Advance notice requirements for stockholder proposals and director nominations. Our amended and restated bylaws provide advance notice procedures for stockholders seeking to bring business before our annual meeting of stockholders or to nominate candidates for election as directors at our annual meeting of stockholders. Our amended and restated bylaws also specify certain requirements regarding the form and content of a stockholder’s notice. These provisions might preclude our stockholders from bringing matters before our annual meeting of stockholders or from making nominations for directors at our annual meeting of stockholders if the proper procedures are not followed.
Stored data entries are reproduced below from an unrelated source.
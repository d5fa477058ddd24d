//! Proportional score bar used by the heat map and the final report.

use crate::model::MAX_SCORE;
use crate::quality::round_half_up;
use crate::tui::theme::colors;
use ratatui::{prelude::*, widgets::Widget};

const FILLED: char = '█';
const EMPTY: char = '░';

/// Filled cells for `score` in a bar `width` cells wide.
#[must_use]
pub fn bar_cells(score: u8, width: u16) -> u16 {
    let score = u64::from(score.min(MAX_SCORE));
    let filled = round_half_up(score * u64::from(width), u64::from(MAX_SCORE));
    u16::try_from(filled).unwrap_or(width).min(width)
}

/// Horizontal bar filled in proportion to a 0..=100 score.
#[derive(Debug, Clone, Copy)]
pub struct ScoreBar {
    score: u8,
    color: Option<Color>,
}

impl ScoreBar {
    #[must_use]
    pub const fn new(score: u8) -> Self {
        Self { score, color: None }
    }

    /// Override the band color.
    #[must_use]
    pub const fn color(mut self, color: Color) -> Self {
        self.color = Some(color);
        self
    }

    fn fill_color(&self) -> Color {
        self.color
            .unwrap_or_else(|| colors().score_color(self.score))
    }

    /// The bar as inline spans, for table cells and paragraphs.
    #[must_use]
    pub fn spans(&self, width: u16) -> Vec<Span<'static>> {
        let filled = bar_cells(self.score, width);
        vec![
            Span::styled(
                FILLED.to_string().repeat(usize::from(filled)),
                Style::default().fg(self.fill_color()),
            ),
            Span::styled(
                EMPTY.to_string().repeat(usize::from(width - filled)),
                Style::default().fg(colors().track),
            ),
        ]
    }
}

impl Widget for ScoreBar {
    fn render(self, area: Rect, buf: &mut Buffer) {
        if area.width == 0 || area.height == 0 {
            return;
        }
        let filled = bar_cells(self.score, area.width);
        let fill = Style::default().fg(self.fill_color());
        let track = Style::default().fg(colors().track);

        for i in 0..area.width {
            let (ch, style) = if i < filled {
                (FILLED, fill)
            } else {
                (EMPTY, track)
            };
            if let Some(cell) = buf.cell_mut((area.x + i, area.y)) {
                cell.set_char(ch).set_style(style);
            }
        }
    }
}

#[cfg(test)]
mod tests {
    use super::*;

    #[test]
    fn test_bar_cells() {
        assert_eq!(bar_cells(0, 20), 0);
        assert_eq!(bar_cells(100, 20), 20);
        assert_eq!(bar_cells(72, 20), 14);
        // 7.5 rounds up
        assert_eq!(bar_cells(75, 10), 8);
        assert_eq!(bar_cells(250, 10), 10);
    }

    #[test]
    fn test_spans_cover_width() {
        let spans = ScoreBar::new(85).spans(10);
        let total: usize = spans.iter().map(|s| s.content.chars().count()).sum();
        assert_eq!(total, 10);
    }

    #[test]
    fn test_render_into_buffer() {
        let area = Rect::new(0, 0, 10, 1);
        let mut buf = Buffer::empty(area);
        ScoreBar::new(50).render(area, &mut buf);
        assert_eq!(buf[(4, 0)].symbol(), "█");
        assert_eq!(buf[(5, 0)].symbol(), "░");
    }
}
We expect that these provisions may also discourage or deter a potential acquirer from conducting a solicitation of proxies to elect the acquirer’s own slate of directors or otherwise attempting to obtain control of our Company.

 

	
 
	
•
	
 
	
No cumulative voting. The DGCL provides that stockholders are not entitled to the right to cumulate votes in the election of directors unless a corporation’s certificate of incorporation provides otherwise. Our amended and restated certificate of incorporation does not provide for cumulative voting.

 

	
 
	
•
	
 
	
Issuance of undesignated preferred stock. Our board of directors has the authority, without further action by the stockholders, to issue up to 1,500,000 shares of undesignated preferred stock with rights and preferences, including voting rights, designated from time to time by our board of directors. The existence of authorized but unissued shares of preferred stock would enable our board of directors to render more difficult or to discourage an attempt to obtain control of us by means of a merger, tender offer, proxy contest or other means.

 

Transfer Agent and Registrar

The transfer agent and registrar for our common stock is Computershare, N.A. The transfer agent and registrar’s address is 250 Royall Street, Canton, MA 02021. Our shares of common stock are issued in uncertificated form only, subject to limited circumstances.

Market Listing

Our common stock is listed on The NASDAQ Global Market under the symbol “IRIX.”